Sunday, September 09, 2007

spyware terminator forum compromised

are you like me folks? does hearing about security site after security site being compromised make you more and more numb to the whole thing? i know i'm starting to feel desensitized...

isn't it weird that in trying to raise awareness for something important you can actually wind up doing the opposite in the long run...

anyways, luke tan pointed me towards these two threads about the spyware terminator forum being compromised (the second one is on the spyware terminator forum, by the way)...

now, maybe it's just me, but it seems to me that if you're going to run a security forum you might want to follow some basic security best practices and make sure you keep your software up to date!... i mean, come on, barring incidents like this, not following security best practices when you're supposed to know better teaches those who don't know better bad security habits...

then again, when incidents like this happen you serve as an object lesson to your users for what NOT to do... unfortunately it's an object lesson that has the potential to put those very same users in harm's way and do you think they visited the forum with the same precautions in place that they'd use when visiting a suspect site in order to analyze it? probably not...

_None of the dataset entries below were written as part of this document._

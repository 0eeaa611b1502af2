//! EML (RFC 822) parser.
//!
//! Walks the MIME part tree: inline text parts are emitted directly (HTML
//! bodies re-enter the pipeline as `.html` data sources), attachments are
//! announced with an `Attachment` pair and their bytes re-emitted for
//! recursive parsing unless the consumer skips them. Header fields feed
//! the document metadata.

use crate::data_source::{DataSource, FileExtension};
use crate::error::{DocpipeError, Result};
use crate::message::{
    Attachment, Continuation, DateTime, Document, EmailAttrs, Message, Metadata,
};
use crate::mime::MimeType;
use crate::parsers::{Emitter, Parser};
use mail_parser::{Address, MessageParser, MimeHeaders, PartType};
use std::sync::Arc;

static SUPPORTED: &[MimeType] = &[MimeType::from_static(crate::mime::EML_MIME_TYPE)];

pub struct EmlParser;

impl EmlParser {
    pub fn new() -> Self {
        EmlParser
    }
}

impl Default for EmlParser {
    fn default() -> Self {
        Self::new()
    }
}

fn format_addresses(address: Option<&Address<'_>>) -> String {
    let Some(address) = address else {
        return String::new();
    };
    address
        .iter()
        .filter_map(|addr| {
            let email = addr.address()?;
            Some(match &addr.name {
                Some(name) => format!("{name} <{email}>"),
                None => email.to_string(),
            })
        })
        .collect::<Vec<_>>()
        .join(", ")
}

fn broken_down(date: &mail_parser::DateTime) -> DateTime {
    DateTime {
        year: date.year as i32,
        month: date.month,
        day: date.day,
        hour: date.hour,
        minute: date.minute,
        second: date.second,
    }
}

fn metadata_of(message: &mail_parser::Message<'_>) -> Metadata {
    let from = format_addresses(message.from());
    let date = message.date().map(broken_down);
    let mut email_attrs = EmailAttrs {
        from: from.clone(),
        date: date.unwrap_or_default(),
        ..Default::default()
    };
    let to = format_addresses(message.to());
    if !to.is_empty() {
        email_attrs.to = Some(to);
    }
    if let Some(subject) = message.subject() {
        email_attrs.subject = Some(subject.to_string());
    }
    let reply_to = format_addresses(message.reply_to());
    if !reply_to.is_empty() {
        email_attrs.reply_to = Some(reply_to);
    }
    let sender = format_addresses(message.sender());
    if !sender.is_empty() {
        email_attrs.sender = Some(sender);
    }
    Metadata {
        author: if from.is_empty() { None } else { Some(from) },
        creation_date: date,
        email_attrs: Some(email_attrs),
        ..Default::default()
    }
}

fn is_attachment(part: &mail_parser::MessagePart<'_>) -> bool {
    part.content_disposition()
        .map(|cd| cd.ctype().eq_ignore_ascii_case("attachment"))
        .unwrap_or(false)
}

fn emit_attachment(
    part: &mail_parser::MessagePart<'_>,
    forced_extension: Option<&str>,
    emitter: &mut Emitter<'_, '_>,
) -> Result<()> {
    let name = part.attachment_name().map(|s| s.to_string());
    let bytes = part.contents();
    let extension = forced_extension
        .map(FileExtension::new)
        .or_else(|| {
            name.as_deref()
                .and_then(|n| FileExtension::from_path(std::path::Path::new(n)))
        });
    let continuation = emitter.emit(Message::Attachment(Attachment {
        name,
        size: bytes.len(),
        extension: extension.clone(),
    }))?;
    if continuation == Continuation::Proceed {
        let mut source = DataSource::from_bytes(bytes.to_vec());
        if let Some(extension) = extension {
            source = source.with_file_extension(extension);
        }
        emitter.emit(Message::Data(source))?;
    }
    emitter.emit(Message::CloseAttachment)?;
    Ok(())
}

fn walk_part(
    message: &mail_parser::Message<'_>,
    part_id: usize,
    emitter: &mut Emitter<'_, '_>,
) -> Result<()> {
    if emitter.stopped() {
        return Ok(());
    }
    let Some(part) = message.parts.get(part_id) else {
        return Ok(());
    };
    match &part.body {
        PartType::Multipart(children) => {
            let subtype = part
                .content_type()
                .and_then(|ct| ct.subtype())
                .unwrap_or("");
            if subtype.eq_ignore_ascii_case("alternative") {
                let html_children: Vec<usize> = children
                    .iter()
                    .copied()
                    .map(|id| id as usize)
                    .filter(|id| {
                        matches!(
                            message.parts.get(*id).map(|p| &p.body),
                            Some(PartType::Html(_))
                        )
                    })
                    .collect();
                if !html_children.is_empty() {
                    for id in html_children {
                        walk_part(message, id, emitter)?;
                    }
                } else if let Some(first) = children.first() {
                    walk_part(message, *first as usize, emitter)?;
                }
            } else {
                for id in children {
                    walk_part(message, *id as usize, emitter)?;
                }
            }
        }
        PartType::Text(text) => {
            if is_attachment(part) {
                emit_attachment(part, None, emitter)?;
            } else {
                emitter.emit(Message::text(text.replace('\r', "")))?;
                emitter.emit(Message::text("\n\n"))?;
            }
        }
        PartType::Html(html) => {
            if is_attachment(part) {
                emit_attachment(part, None, emitter)?;
            } else {
                let source = DataSource::from_bytes(html.replace('\r', "").into_bytes())
                    .with_file_extension(FileExtension::new("html"));
                emitter.emit(Message::Data(source))?;
                emitter.emit(Message::text("\n\n"))?;
            }
        }
        PartType::Binary(_) | PartType::InlineBinary(_) => {
            emit_attachment(part, None, emitter)?;
        }
        PartType::Message(_) => {
            emit_attachment(part, Some("eml"), emitter)?;
        }
    }
    Ok(())
}

impl Parser for EmlParser {
    fn name(&self) -> &'static str {
        "eml-parser"
    }

    fn supported_mime_types(&self) -> &[MimeType] {
        SUPPORTED
    }

    fn understands(&self, data: &DataSource) -> bool {
        let Ok(bytes) = data.span() else {
            return false;
        };
        match MessageParser::default().parse(bytes) {
            Some(message) => message.from().is_some() && message.date().is_some(),
            None => false,
        }
    }

    fn parse(&self, data: &DataSource, emitter: &mut Emitter<'_, '_>) -> Result<()> {
        let bytes = data.span()?;
        let message = MessageParser::default()
            .parse(bytes)
            .ok_or_else(|| DocpipeError::uninterpretable_data("not an RFC 822 message"))?;
        if message.from().is_none() && message.date().is_none() {
            return Err(DocpipeError::uninterpretable_data(
                "message carries neither From nor Date",
            ));
        }
        let metadata = metadata_of(&message);
        if !emitter.open_document(Document::new(Arc::new(move || {
            metadata.clone()
        })))? {
            return Ok(());
        }
        walk_part(&message, 0, emitter)?;
        emitter.emit(Message::CloseDocument)?;
        Ok(())
    }
}
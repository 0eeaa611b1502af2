//! Process-wide mutexes serializing calls into non-thread-safe decoders.
//!
//! Independent pipelines may run on different threads but must contend on
//! these locks when they enter the guarded libraries. Initialization is
//! idempotent via lazy statics.

use once_cell::sync::Lazy;
use parking_lot::Mutex;

/// Serializes legacy OLE record decoding (XLS, DOC, PPT).
pub static PARSER_MUTEX: Lazy<Mutex<()>> = Lazy::new(|| Mutex::new(()));

/// Serializes all calls into the PDF rendering library.
pub static PDFIUM_MUTEX: Lazy<Mutex<()>> = Lazy::new(|| Mutex::new(()));

/// Serializes charset conversion for decoders that share converter state.
pub static CHARSET_CONVERTER_MUTEX: Lazy<Mutex<()>> = Lazy::new(|| Mutex::new(()));

#[cfg(test)]
mod tests {
    use super::*;

    #[test]
    fn test_locks_are_reentrant_across_sequential_uses() {
        {
            let _g = PARSER_MUTEX.lock();
        }
        {
            let _g = PARSER_MUTEX.lock();
        }
    }

    #[test]
    fn test_independent_locks_can_be_held_together() {
        let _a = PDFIUM_MUTEX.lock();
        let _b = CHARSET_CONVERTER_MUTEX.lock();
    }
}
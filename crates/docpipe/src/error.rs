//! Error types for docpipe.
//!
//! All fallible operations return [`Result`] with [`DocpipeError`]. The
//! variants correspond to the error kinds a pipeline consumer can observe:
//!
//! - `Io` - stream read failures, unreadable paths (always bubble up unchanged)
//! - `FileEncrypted` - the input is password protected
//! - `UninterpretableData` - the format expected a structure the bytes do not satisfy
//! - `UnknownFormat` - no parser claims the detected MIME type
//! - `ResourceExhausted` - allocation failure or expired deadline
//! - `ExternalLibrary` - wrapped foreign decoder error
//! - `Validation` - API misuse (bad arguments, pipeline without a leaf)
//!
//! Errors carry a nested chain: an inner cause plus outer context frames.
//! Frames are attached with [`ErrorContext::context`] at each call site, so
//! `std::error::Error::source()` walks from the outermost frame (e.g.
//! `record=42`) down to the root cause.
use thiserror::Error;

/// Result type alias using `DocpipeError`.
pub type Result<T> = std::result::Result<T, DocpipeError>;

/// Main error type for all docpipe operations.
#[derive(Debug, Error)]
pub enum DocpipeError {
    #[error("IO error: {0}")]
    Io(#[from] std::io::Error),

    /// The input is password protected. The message names the encryption
    /// scheme when it could be determined (e.g. "RC4 encryption").
    #[error("file is encrypted: {message}")]
    FileEncrypted {
        message: String,
        #[source]
        source: Option<Box<dyn std::error::Error + Send + Sync>>,
    },

    #[error("uninterpretable data: {message}")]
    UninterpretableData {
        message: String,
        #[source]
        source: Option<Box<dyn std::error::Error + Send + Sync>>,
    },

    #[error("unknown format: {0}")]
    UnknownFormat(String),

    #[error("resource exhausted: {message}")]
    ResourceExhausted {
        message: String,
        #[source]
        source: Option<Box<dyn std::error::Error + Send + Sync>>,
    },

    #[error("external library failure: {message}")]
    ExternalLibrary {
        message: String,
        #[source]
        source: Option<Box<dyn std::error::Error + Send + Sync>>,
    },

    #[error("validation error: {message}")]
    Validation {
        message: String,
        #[source]
        source: Option<Box<dyn std::error::Error + Send + Sync>>,
    },

    /// A context frame wrapped around an inner error. Created by
    /// [`ErrorContext::context`]; the message holds `name=value` pairs
    /// describing the parse location (file, record number, offset).
    #[error("{frame}")]
    Context {
        frame: String,
        #[source]
        source: Box<DocpipeError>,
    },
}

macro_rules! error_constructor {
    ($(#[$meta:meta])* $name:ident, $variant:ident) => {
        $(#[$meta])*
        pub fn $name<S: Into<String>>(message: S) -> Self {
            Self::$variant {
                message: message.into(),
                source: None,
            }
        }
    };
}

macro_rules! error_constructor_with_source {
    ($name:ident, $variant:ident) => {
        pub fn $name<S, E>(message: S, source: E) -> Self
        where
            S: Into<String>,
            E: std::error::Error + Send + Sync + 'static,
        {
            Self::$variant {
                message: message.into(),
                source: Some(Box::new(source)),
            }
        }
    };
}

impl DocpipeError {
    error_constructor!(
        /// Create a `FileEncrypted` error, optionally naming the scheme.
        file_encrypted, FileEncrypted);
    error_constructor!(uninterpretable_data, UninterpretableData);
    error_constructor!(resource_exhausted, ResourceExhausted);
    error_constructor!(external_library, ExternalLibrary);
    error_constructor!(validation, Validation);

    error_constructor_with_source!(uninterpretable_data_with_source, UninterpretableData);
    error_constructor_with_source!(external_library_with_source, ExternalLibrary);
    error_constructor_with_source!(validation_with_source, Validation);

    /// The stable kind tag of this error, as observed by pipeline consumers.
    pub fn kind(&self) -> ErrorKind {
        match self {
            DocpipeError::Io(_) => ErrorKind::IoFailure,
            DocpipeError::FileEncrypted { .. } => ErrorKind::FileEncrypted,
            DocpipeError::UninterpretableData { .. } => ErrorKind::UninterpretableData,
            DocpipeError::UnknownFormat(_) => ErrorKind::UnknownFormat,
            DocpipeError::ResourceExhausted { .. } => ErrorKind::ResourceExhausted,
            DocpipeError::ExternalLibrary { .. } => ErrorKind::ExternalLibraryFailure,
            DocpipeError::Validation { .. } => ErrorKind::Validation,
            DocpipeError::Context { source, .. } => source.kind(),
        }
    }

    /// Walk context frames down to the root error.
    pub fn root(&self) -> &DocpipeError {
        match self {
            DocpipeError::Context { source, .. } => source.root(),
            other => other,
        }
    }
}

/// Stable error-kind tags, independent of the concrete error payload.
#[derive(Debug, Clone, Copy, PartialEq, Eq)]
pub enum ErrorKind {
    FileEncrypted,
    UninterpretableData,
    UnknownFormat,
    IoFailure,
    ResourceExhausted,
    ExternalLibraryFailure,
    Validation,
}

/// Attach a named context frame to an error or result.
///
/// ```
/// use docpipe::error::{DocpipeError, ErrorContext, Result};
///
/// fn read_record(n: u32) -> Result<()> {
///     Err(DocpipeError::uninterpretable_data("record too short")).context("record", n)
/// }
///
/// let err = read_record(42).unwrap_err();
/// assert_eq!(err.to_string(), "record=42");
/// assert!(std::error::Error::source(&err).is_some());
/// ```
pub trait ErrorContext<T> {
    fn context<V: std::fmt::Display>(self, name: &str, value: V) -> Result<T>;
}

impl<T> ErrorContext<T> for Result<T> {
    fn context<V: std::fmt::Display>(self, name: &str, value: V) -> Result<T> {
        self.map_err(|e| DocpipeError::Context {
            frame: format!("{}={}", name, value),
            source: Box::new(e),
        })
    }
}

#[cfg(test)]
mod tests {
    use super::*;

    #[test]
    fn test_io_error_from() {
        let io_err = std::io::Error::new(std::io::ErrorKind::NotFound, "file not found");
        let err: DocpipeError = io_err.into();
        assert!(matches!(err, DocpipeError::Io(_)));
        assert_eq!(err.kind(), ErrorKind::IoFailure);
    }

    #[test]
    fn test_file_encrypted() {
        let err = DocpipeError::file_encrypted("RC4 encryption");
        assert_eq!(err.to_string(), "file is encrypted: RC4 encryption");
        assert_eq!(err.kind(), ErrorKind::FileEncrypted);
    }

    #[test]
    fn test_uninterpretable_data_with_source() {
        let source = std::io::Error::new(std::io::ErrorKind::InvalidData, "bad data");
        let err = DocpipeError::uninterpretable_data_with_source("BOF record not found", source);
        assert_eq!(err.to_string(), "uninterpretable data: BOF record not found");
        assert!(std::error::Error::source(&err).is_some());
    }

    #[test]
    fn test_unknown_format() {
        let err = DocpipeError::UnknownFormat("application/x-whatever".to_string());
        assert_eq!(err.kind(), ErrorKind::UnknownFormat);
        assert!(err.to_string().contains("application/x-whatever"));
    }

    #[test]
    fn test_context_frames_chain() {
        let inner: Result<()> = Err(DocpipeError::uninterpretable_data("truncated record"));
        let err = inner
            .context("record", 42)
            .context("file", "x.doc")
            .unwrap_err();
        assert_eq!(err.to_string(), "file=x.doc");
        let mid = std::error::Error::source(&err).unwrap();
        assert_eq!(mid.to_string(), "record=42");
        let root = err.root();
        assert_eq!(root.kind(), ErrorKind::UninterpretableData);
    }

    #[test]
    fn test_kind_through_context() {
        let err: Result<()> = Err(DocpipeError::file_encrypted("unknown scheme"));
        let err = err.context("offset", "0x1A0").unwrap_err();
        assert_eq!(err.kind(), ErrorKind::FileEncrypted);
    }
}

that is, perhaps, another lesson users could learn from this sort of incident... although you might trust a given site's administrators not to do anything malicious with their site, you should never trust them not to make mistakes that would allow 3rd parties to do malicious things with their site, nor should you trust that the software the site runs on won't allow the same thing regardless of mistakes made or not made by administrators... make sure you have some kind of protection when visiting any site... this is probably one of the better arguments for always browsing from within a sandbox, whether a full virtual machine like the vmware browser appliance or an application sandbox product like sandboxie, so that possible malware intrusions as a result of visiting a supposedly safe site can be contained... there really isn't anyplace on the internet that is perfectly safe, you need some kind of protection in place at all times, for all sites...

and if you're a security site (or any other kind of site, actually) administrator that hasn't been hit yet, don't be the next one to get caught... please, think of the users... also, i might run out of ways to use it as an object lesson... maybe...

1 comments:

Lusher said...

Cute. FSecure's forum got hacked too.